3D性能も、GeForce RTX 4090を搭載するだけあってサイバーパンク2077のように4K+最高画質(with レイトレーシング)でも余裕だ。3DMarkのSpeed Wayでも1万ポイントに迫る。もちろんVRMarkも高得点。ただしメモリ不足が影響したのかCyan RoomのスコアがGPU性能に対して低い値となった。
PCMark 10も各シナリオ1万ポイント超えを記録しており、Overallは13,529ポイントとなった。ゲーミングPC=高性能PCである。
ALIENWARE Aurora R15の冷却性能、ベンチマーク実行中の各部の温度推移も見てみよう。Cinebench R23はCPU高負荷時のシミュレーションだ。Multi Coreテストを10分間実行している。CPU温度は最大87℃となったが、テスト1セットが終了するごとにスパイクのように冷却されるタイミングが確認できる。最大温度自体も危険域にはマージンがあり、簡易水冷を採用することで十分な冷却ができていることが分かる。

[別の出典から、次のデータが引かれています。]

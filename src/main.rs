use std::process::ExitCode;
use std::sync::Arc;

use clap::Parser;
use dialoguer::{Confirm, theme::ColorfulTheme};
use tracing_subscriber::EnvFilter;

use medchat::{
    Config,
    cli::{Cli, Commands, ConfigCommands, ProfileCommands},
    core::{ChatSession, FALLBACK_REPLY, MemoryStore, Mode, SqliteStore, Store, transcript},
};

#[tokio::main]
async fn main() -> ExitCode {
    let cli = Cli::parse();

    // Set up logging based on verbosity
    let filter = match cli.verbose {
        0 => "warn",
        1 => "info",
        2 => "debug",
        _ => "trace",
    };

    tracing_subscriber::fmt()
        .with_env_filter(EnvFilter::new(filter))
        .with_writer(std::io::stderr)
        .init();

    match run(cli).await {
        Ok(()) => ExitCode::SUCCESS,
        Err(e) => {
            eprintln!("error: {e}");
            ExitCode::FAILURE
        }
    }
}

async fn run(cli: Cli) -> anyhow::Result<()> {
    let config = Config::load()?;

    match cli.command {
        None | Some(Commands::Chat) => {
            let session = open_session(&config, cli.ephemeral, None)?;
            medchat::cli::repl::run(&session).await?;
        }

        Some(Commands::Ask { text, mode, drugs }) => {
            let session = open_session(&config, cli.ephemeral, mode)?;
            for tag in drugs {
                session.attach(tag);
            }
            println!("you: {}", session.display_question(&text));
            match session.ask(&text).await {
                Ok(reply) => println!("assistant: {reply}"),
                Err(e) => {
                    println!("assistant: {FALLBACK_REPLY}");
                    return Err(e.into());
                }
            }
        }

        Some(Commands::History { format, output }) => {
            let session = open_session(&config, cli.ephemeral, None)?;
            let messages = session.history().await?;
            let content = transcript::render(&messages, format)?;

            if let Some(path) = output {
                std::fs::write(&path, &content)?;
                println!("Exported conversation to {path}");
            } else {
                println!("{content}");
            }
        }

        Some(Commands::Reset { yes }) => {
            let confirmed = yes
                || Confirm::with_theme(&ColorfulTheme::default())
                    .with_prompt("Delete the whole conversation?")
                    .default(false)
                    .interact()?;
            if confirmed {
                let session = open_session(&config, cli.ephemeral, None)?;
                session.reset().await?;
                println!("Conversation deleted");
            }
        }

        Some(Commands::Mode { mode }) => match mode {
            Some(mode) => {
                Config::save_mode(mode)?;
                println!("Mode set to {mode}");
            }
            None => println!("{}", Config::load_mode()),
        },

        Some(Commands::Profile { command }) => match command {
            ProfileCommands::Show => {
                if config.profile.is_blank() {
                    println!("No profile saved yet. Set one with `medchat profile set`.");
                }
                println!("{}", config.profile.render());
            }
            ProfileCommands::Set {
                age,
                gender,
                conditions,
                medications,
            } => {
                let mut profile = config.profile;
                for (field, value) in [
                    (&mut profile.age, age),
                    (&mut profile.gender, gender),
                    (&mut profile.conditions, conditions),
                    (&mut profile.medications, medications),
                ] {
                    if let Some(value) = value {
                        *field = value;
                    }
                }
                Config::save_profile(&profile)?;
                println!("{}", profile.render());
            }
        },

        Some(Commands::Config { command }) => match command {
            ConfigCommands::Show => {
                println!("{}", toml::to_string_pretty(&config)?);
            }
            ConfigCommands::Path => {
                let path = Config::config_path()?;
                println!("{}", path.display());
            }
        },
    }

    Ok(())
}

/// Wire the store, the client and the saved preferences into a session.
///
/// A store that fails to open is kept closed: the session still runs, history
/// reads come back empty and every turn fails with the fallback reply.
fn open_session(
    config: &Config,
    ephemeral: bool,
    mode: Option<Mode>,
) -> anyhow::Result<ChatSession> {
    let store: Arc<dyn Store> = if ephemeral {
        Arc::new(MemoryStore::new())
    } else {
        let path = config.store_path()?;
        match SqliteStore::open(&path) {
            Ok(store) => {
                tracing::debug!(path = %path.display(), "opened store");
                Arc::new(store)
            }
            Err(e) => {
                tracing::error!(path = %path.display(), error = %e, "failed to open store");
                let closed = MemoryStore::new();
                closed.close();
                Arc::new(closed)
            }
        }
    };

    let client = Arc::new(config.create_client()?);
    tracing::info!(base_url = client.base_url(), "using assistant service");

    let mode = mode.unwrap_or_else(Config::load_mode);
    Ok(ChatSession::new(store, client, config.request_builder()).with_mode(mode))
}
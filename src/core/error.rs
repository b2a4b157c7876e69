//! Error types for a conversational turn.

use super::storage::StoreError;

/// Everything that can stop a turn.
///
/// None of these is fatal: the session translates each into the fallback
/// reply at the turn boundary.
#[derive(Debug, thiserror::Error)]
pub enum ChatError {
    /// The local store is not open.
    #[error("persistence unavailable: {0}")]
    PersistenceUnavailable(StoreError),

    /// A store operation failed on an open store.
    #[error("store error: {0}")]
    Store(StoreError),

    /// Nothing to send.
    #[error("invalid submission: {0}")]
    Validation(String),

    /// The service answered with a non-success status.
    #[error("remote error ({status}): {body}")]
    Remote { status: u16, body: String },

    /// No response was received.
    #[error("transport error: {0}")]
    Transport(String),

    /// The response body was not the expected shape.
    #[error("failed to parse response: {0}")]
    Parse(String),

    /// Another exchange is still running on this session.
    #[error("an exchange is already in progress")]
    ExchangeInProgress,
}

impl From<StoreError> for ChatError {
    fn from(err: StoreError) -> Self {
        match err {
            StoreError::Unavailable(_) => Self::PersistenceUnavailable(err),
            _ => Self::Store(err),
        }
    }
}

impl From<reqwest::Error> for ChatError {
    fn from(err: reqwest::Error) -> Self {
        if err.is_decode() {
            Self::Parse(err.to_string())
        } else {
            Self::Transport(err.to_string())
        }
    }
}

/// Result type alias for turn operations.
pub type Result<T> = std::result::Result<T, ChatError>;
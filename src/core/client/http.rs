//! HTTP implementation of [`AssistantClient`].

use std::time::Duration;

use async_trait::async_trait;
use reqwest::header::{CONTENT_TYPE, HeaderValue};

use super::{AssistantClient, Reply};
use crate::core::error::{ChatError, Result};
use crate::core::request::Payload;

/// Service address used when nothing is configured.
pub const DEFAULT_BASE_URL: &str = "http://localhost:8000";

/// Posts JSON payloads to `{base_url}/assistant` or `{base_url}/chat`.
#[derive(Debug, Clone)]
pub struct HttpClient {
    http: reqwest::Client,
    base_url: String,
}

impl HttpClient {
    /// Create a client for `base_url`.
    ///
    /// Without a `timeout` the transport default applies.
    ///
    /// # Errors
    ///
    /// Returns error if the base URL is empty or the HTTP client cannot be built.
    pub fn new(base_url: impl Into<String>, timeout: Option<Duration>) -> Result<Self> {
        let base_url = base_url.into().trim_end_matches('/').to_string();
        if base_url.is_empty() {
            return Err(ChatError::Transport("service base URL is empty".to_string()));
        }

        let mut builder = reqwest::Client::builder();
        if let Some(timeout) = timeout {
            builder = builder.timeout(timeout);
        }

        Ok(Self {
            http: builder.build()?,
            base_url,
        })
    }

    #[must_use]
    pub fn base_url(&self) -> &str {
        &self.base_url
    }

    fn url(&self, payload: &Payload) -> String {
        format!("{}{}", self.base_url, payload.endpoint())
    }
}

#[async_trait]
impl AssistantClient for HttpClient {
    fn name(&self) -> &'static str {
        "http"
    }

    async fn send(&self, payload: &Payload) -> Result<Reply> {
        let url = self.url(payload);
        tracing::debug!(url = %url, mode = %payload.mode(), "sending request");

        let response = self
            .http
            .post(&url)
            .header(CONTENT_TYPE, HeaderValue::from_static("application/json"))
            .json(payload)
            .send()
            .await?;

        let status = response.status();
        if !status.is_success() {
            let body = match response.text().await {
                Ok(body) => body,
                Err(e) => {
                    tracing::debug!(error = %e, status = status.as_u16(), "failed to read error body");
                    String::new()
                }
            };
            return Err(ChatError::Remote {
                status: status.as_u16(),
                body,
            });
        }

        let text = response.text().await?;
        serde_json::from_str(&text).map_err(|e| ChatError::Parse(e.to_string()))
    }
}
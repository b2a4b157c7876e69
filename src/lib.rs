//! medchat - a terminal client for a medication-consultation and
//! emotional-support chat service.
//!
//! # Architecture
//!
//! ```text
//! ┌─────────────┐  ┌─────────────┐
//! │  One-shot   │  │    REPL     │
//! └──────┬──────┘  └──────┬──────┘
//!        └────────┬───────┘
//!          ┌──────┴──────┐
//!          │ ChatSession │
//!          └──┬───────┬──┘
//!     ┌───────┴──┐ ┌──┴──────────┐
//!     │  Store   │ │ HTTP client │
//!     └──────────┘ └─────────────┘
//! ```

pub mod cli;
pub mod config;
pub mod core;

pub use config::Config;
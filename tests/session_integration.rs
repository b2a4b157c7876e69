//! Integration tests for conversational turns against in-process fakes.

use std::sync::Arc;

use async_trait::async_trait;
use parking_lot::Mutex;
use tempfile::TempDir;
use tokio::sync::Notify;

use medchat::core::request::Payload;
use medchat::core::storage::THREAD_ID_KEY;
use medchat::core::{
    AssistantClient, ChatError, ChatSession, DrugTag, FALLBACK_REPLY, MemoryStore, Mode, Profile,
    Reply, RequestBuilder, Role, SqliteStore, Store,
};

/// Answers every request with a fixed reply and records the payloads.
struct EchoClient {
    thread_id: Option<String>,
    sent: Mutex<Vec<Payload>>,
}

impl EchoClient {
    fn new(thread_id: Option<&str>) -> Arc<Self> {
        Arc::new(Self {
            thread_id: thread_id.map(str::to_string),
            sent: Mutex::new(Vec::new()),
        })
    }

    fn sent(&self) -> Vec<Payload> {
        self.sent.lock().clone()
    }
}

#[async_trait]
impl AssistantClient for EchoClient {
    fn name(&self) -> &'static str {
        "echo"
    }

    async fn send(&self, payload: &Payload) -> medchat::core::Result<Reply> {
        self.sent.lock().push(payload.clone());
        Ok(Reply {
            reply: format!("reply #{}", self.sent.lock().len()),
            thread_id: self.thread_id.clone(),
        })
    }
}

/// Holds every request until released.
#[derive(Default)]
struct GatedClient {
    entered: Notify,
    release: Notify,
}

#[async_trait]
impl AssistantClient for GatedClient {
    fn name(&self) -> &'static str {
        "gated"
    }

    async fn send(&self, _payload: &Payload) -> medchat::core::Result<Reply> {
        self.entered.notify_one();
        self.release.notified().await;
        Ok(Reply {
            reply: "done".to_string(),
            thread_id: None,
        })
    }
}

fn builder() -> RequestBuilder {
    let profile = Profile {
        age: "67".to_string(),
        medications: "warfarin".to_string(),
        ..Default::default()
    };
    RequestBuilder::new(profile, "You are a kind listener.")
}

fn session_with(store: Arc<dyn Store>, client: Arc<dyn AssistantClient>) -> ChatSession {
    ChatSession::new(store, client, builder())
}

#[tokio::test]
async fn assistant_turn_composes_profile_tags_and_question() {
    let store = Arc::new(MemoryStore::new());
    let client = EchoClient::new(Some("thread_abc"));
    let session = session_with(store.clone(), client.clone());

    session.attach(DrugTag::new("d1", "Tylenol", "acetaminophen"));
    session.attach(DrugTag::new("d2", "Advil", "ibuprofen"));
    let reply = session.ask("Can I take these together?").await.unwrap();
    assert_eq!(reply, "reply #1");

    let sent = client.sent();
    let Payload::Assistant(request) = &sent[0] else {
        panic!("expected assistant payload");
    };
    assert_eq!(
        request.message,
        "[User profile]\n- Age: 67\n- Gender: none\n- Conditions: none\n- Current medications: warfarin\n\n\
         [Medications in question]\n- Tylenol(acetaminophen)\n- Advil(ibuprofen)\n\n\
         [Question]\nCan I take these together?"
    );
    assert_eq!(request.thread_id, None);

    // The raw question is what lands in the log.
    let log = store.all_messages().await.unwrap();
    assert_eq!(log[0].role, Role::User);
    assert_eq!(log[0].content, "Can I take these together?");
    assert_eq!(log[1].role, Role::Assistant);
    assert!(session.pending().is_empty());
}

#[tokio::test]
async fn thread_id_continues_across_turns() {
    let store = Arc::new(MemoryStore::new());
    let client = EchoClient::new(Some("thread_abc"));
    let session = session_with(store.clone(), client.clone());

    session.ask("first").await.unwrap();
    session.ask("second").await.unwrap();
    session.ask("third").await.unwrap();

    let thread_ids: Vec<Option<String>> = client
        .sent()
        .iter()
        .map(|p| p.thread_id().map(str::to_string))
        .collect();
    assert_eq!(
        thread_ids,
        [None, Some("thread_abc".to_string()), Some("thread_abc".to_string())]
    );
    assert_eq!(store.all_messages().await.unwrap().len(), 6);
}

#[tokio::test]
async fn companion_turn_sends_preamble_history_and_new_turn() {
    let store = Arc::new(MemoryStore::new());
    let client = EchoClient::new(None);
    let session = session_with(store.clone(), client.clone());

    session.ask("what is ibuprofen?").await.unwrap();
    session.set_mode(Mode::Companion);
    session.attach(DrugTag::new("d1", "Advil", "ibuprofen"));
    session.ask("I feel anxious").await.unwrap();

    let sent = client.sent();
    let Payload::Companion(request) = &sent[1] else {
        panic!("expected companion payload");
    };
    let roles: Vec<Role> = request.messages.iter().map(|m| m.role).collect();
    assert_eq!(
        roles,
        [Role::System, Role::User, Role::Assistant, Role::User]
    );
    assert_eq!(request.messages[0].content, "You are a kind listener.");
    assert_eq!(request.messages[1].content, "what is ibuprofen?");
    assert_eq!(request.messages[3].content, "I feel anxious");
    assert!(
        request
            .messages
            .iter()
            .all(|m| !m.content.contains("Advil(ibuprofen)"))
    );

    assert!(session.pending().is_empty());
    assert_eq!(store.all_messages().await.unwrap().len(), 4);
}

#[tokio::test]
async fn tags_alone_are_a_valid_submission() {
    let store = Arc::new(MemoryStore::new());
    let client = EchoClient::new(None);
    let session = session_with(store, client.clone());

    session.attach(DrugTag::new("d1", "Tylenol", "acetaminophen"));
    session.ask("").await.unwrap();

    let Payload::Assistant(request) = &client.sent()[0] else {
        panic!("expected assistant payload");
    };
    assert!(request.message.ends_with("- Tylenol(acetaminophen)"));
    assert!(!request.message.contains("[Question]"));
}

#[tokio::test]
async fn duplicate_tags_are_ignored_and_drop_removes_by_position() {
    let session = session_with(Arc::new(MemoryStore::new()), EchoClient::new(None));

    assert!(session.attach(DrugTag::new("d1", "Tylenol", "acetaminophen")));
    assert!(!session.attach(DrugTag::new("d1", "Tylenol", "acetaminophen")));
    assert!(session.attach(DrugTag::new("d2", "Advil", "ibuprofen")));

    assert_eq!(session.display_question("ok?"), "[Tylenol] [Advil] ok?");
    assert_eq!(session.detach(0).map(|t| t.id), Some("d1".to_string()));
    assert_eq!(session.detach(5), None);
    assert_eq!(session.pending().len(), 1);
}

#[tokio::test]
async fn concurrent_turn_is_rejected() {
    let client = Arc::new(GatedClient::default());
    let store = Arc::new(MemoryStore::new());
    let session = session_with(store.clone(), client.clone());

    let first = session.ask("one");
    let second = async {
        client.entered.notified().await;
        session.attach(DrugTag::new("d1", "Tylenol", "acetaminophen"));
        let result = session.ask("two").await;
        let kept = session.pending().len();
        client.release.notify_one();
        (result, kept)
    };
    let (first, (second, kept)) = tokio::join!(first, second);

    assert_eq!(first.unwrap(), "done");
    assert!(matches!(second, Err(ChatError::ExchangeInProgress)));
    assert_eq!(kept, 1);
    assert_eq!(session.pending().len(), 1);
    assert!(!session.is_busy());

    let log = store.all_messages().await.unwrap();
    assert_eq!(log.len(), 2);
    assert_eq!(log[0].content, "one");
}

#[tokio::test]
async fn reset_forgets_log_and_thread() {
    let store = Arc::new(MemoryStore::new());
    let client = EchoClient::new(Some("thread_abc"));
    let session = session_with(store.clone(), client.clone());

    session.ask("first").await.unwrap();
    session.reset().await.unwrap();

    assert!(session.history().await.unwrap().is_empty());
    assert_eq!(store.get_metadata(THREAD_ID_KEY).await.unwrap(), None);

    session.ask("again").await.unwrap();
    assert_eq!(client.sent()[1].thread_id(), None);
}

#[tokio::test]
async fn closed_store_reads_empty_and_turns_fall_back() {
    let store = Arc::new(MemoryStore::new());
    store.close();
    let client = EchoClient::new(None);
    let session = session_with(store, client.clone());

    assert!(session.history().await.unwrap().is_empty());
    assert_eq!(session.respond("hello").await, FALLBACK_REPLY);
    assert!(matches!(
        session.ask("hello").await,
        Err(ChatError::PersistenceUnavailable(_))
    ));
    assert!(client.sent().is_empty());
}

#[tokio::test]
async fn sqlite_session_survives_reopen() {
    let temp_dir = TempDir::new().unwrap();
    let path = temp_dir.path().join("medchat.db");
    let client = EchoClient::new(Some("thread_abc"));

    {
        let store = Arc::new(SqliteStore::open(&path).unwrap());
        let session = session_with(store, client.clone());
        session.ask("before restart").await.unwrap();
    }

    let store = Arc::new(SqliteStore::open(&path).unwrap());
    let session = session_with(store, client.clone());
    let history = session.history().await.unwrap();
    assert_eq!(history.len(), 2);
    assert_eq!(history[0].content, "before restart");

    session.ask("after restart").await.unwrap();
    assert_eq!(client.sent()[1].thread_id(), Some("thread_abc"));
}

次はGPU負荷時を想定した3DMark実行中の温度推移。3DMarkのSpeed Wayテストを8回実行した際のグラフだ。GPU温度は最大84.5℃。NVIDIAによる最大GPU温度の仕様は90℃とされているので、若干マージンがあるようだ。温度制御が介入した時のように、フラットなグラフというわけでもないので、冷却は足りているように見える。CPU温度も120秒前後までは上昇傾向にあるが、以降は50℃台を行き来する。
今回はALIENWARE Aurora R15のデフォルトに準じた設定で検証している。このプロファイルであれば冷却は足りているようで、マージンも見られることから、確かにOCプロファイルを試してみるのもよさそうだ。
デザイン、性能、どちらも妥協できない方に選んでほしいゲーミングPC
ベンチマークの通り、現在最上位と言えるハードウェア構成だけあって、計測したベンチマークスコアはすべて高スコアだ。今最も高性能のゲーミングPCがほしいという方は、本製品も選択肢に入るだろう。
大手であるデルの製品ということでコストパフォーマンスを気にされる方もいると思うが、同じように第13世代Core i9+GeForce RTX 4090という構成で見ていくとどこも50万円後半あたりが相場で、本製品との価格差は5万円以内といったところだ。唯一無二のALIENWARE Aurora R15デザインが手に入るなら5万円プラスでも検討に値するのではないだろうか。
そして、デルでは定期的にセールを開催しており、執筆時点では54万5,580円だった。こうなると一部で逆転も起き、コスパもグンっと跳ね上がる。この製品を机の上に置き、プレイする自身をイメージしてほしい。かなり魅力的な情景が浮かぶのではないだろうか。